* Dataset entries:
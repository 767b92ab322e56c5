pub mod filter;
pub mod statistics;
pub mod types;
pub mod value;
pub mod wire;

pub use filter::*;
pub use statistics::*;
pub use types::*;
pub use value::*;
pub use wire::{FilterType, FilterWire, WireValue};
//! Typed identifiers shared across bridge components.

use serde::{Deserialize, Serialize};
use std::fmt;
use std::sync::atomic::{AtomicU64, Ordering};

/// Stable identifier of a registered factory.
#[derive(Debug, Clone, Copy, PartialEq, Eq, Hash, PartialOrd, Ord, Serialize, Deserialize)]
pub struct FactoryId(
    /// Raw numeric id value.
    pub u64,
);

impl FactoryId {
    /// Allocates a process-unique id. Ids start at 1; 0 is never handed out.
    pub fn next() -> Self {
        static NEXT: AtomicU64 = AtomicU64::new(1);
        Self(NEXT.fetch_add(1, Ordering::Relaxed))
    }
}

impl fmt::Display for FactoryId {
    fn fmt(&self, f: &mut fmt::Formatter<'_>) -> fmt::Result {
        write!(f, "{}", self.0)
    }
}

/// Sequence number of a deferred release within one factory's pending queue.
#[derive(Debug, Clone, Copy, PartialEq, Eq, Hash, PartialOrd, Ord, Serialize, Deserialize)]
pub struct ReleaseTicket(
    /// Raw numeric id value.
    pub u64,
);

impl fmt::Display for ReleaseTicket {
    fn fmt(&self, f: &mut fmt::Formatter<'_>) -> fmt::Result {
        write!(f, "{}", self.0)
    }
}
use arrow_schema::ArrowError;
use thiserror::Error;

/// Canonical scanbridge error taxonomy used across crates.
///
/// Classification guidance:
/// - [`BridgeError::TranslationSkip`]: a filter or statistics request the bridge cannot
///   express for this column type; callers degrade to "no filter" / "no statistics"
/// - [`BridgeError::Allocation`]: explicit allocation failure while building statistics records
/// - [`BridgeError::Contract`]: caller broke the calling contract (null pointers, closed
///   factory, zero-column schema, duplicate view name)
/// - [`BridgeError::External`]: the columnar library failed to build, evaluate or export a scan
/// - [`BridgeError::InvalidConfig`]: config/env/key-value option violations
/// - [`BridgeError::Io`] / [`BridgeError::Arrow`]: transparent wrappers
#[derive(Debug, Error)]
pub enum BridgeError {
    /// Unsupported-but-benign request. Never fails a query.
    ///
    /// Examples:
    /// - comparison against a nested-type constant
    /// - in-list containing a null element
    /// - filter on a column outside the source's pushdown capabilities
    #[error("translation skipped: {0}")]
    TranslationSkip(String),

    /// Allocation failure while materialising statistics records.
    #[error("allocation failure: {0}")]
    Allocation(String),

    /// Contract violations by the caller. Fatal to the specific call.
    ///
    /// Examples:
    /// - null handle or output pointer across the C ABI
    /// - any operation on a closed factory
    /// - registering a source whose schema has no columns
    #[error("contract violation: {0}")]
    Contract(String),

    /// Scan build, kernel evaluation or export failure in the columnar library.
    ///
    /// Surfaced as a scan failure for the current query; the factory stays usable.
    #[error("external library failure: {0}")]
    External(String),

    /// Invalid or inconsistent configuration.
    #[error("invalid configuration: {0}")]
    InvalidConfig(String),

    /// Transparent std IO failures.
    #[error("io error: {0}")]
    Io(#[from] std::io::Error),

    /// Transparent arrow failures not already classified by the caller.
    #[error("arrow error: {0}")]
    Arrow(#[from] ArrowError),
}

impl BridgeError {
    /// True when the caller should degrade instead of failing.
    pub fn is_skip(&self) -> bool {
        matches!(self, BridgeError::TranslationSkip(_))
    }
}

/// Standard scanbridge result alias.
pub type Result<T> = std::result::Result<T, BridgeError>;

* Instructions to follow:
Would you filter the records and copy out each line containing "from"?

* Exercise answer:
    Io(#[from] std::io::Error),
    Arrow(#[from] ArrowError),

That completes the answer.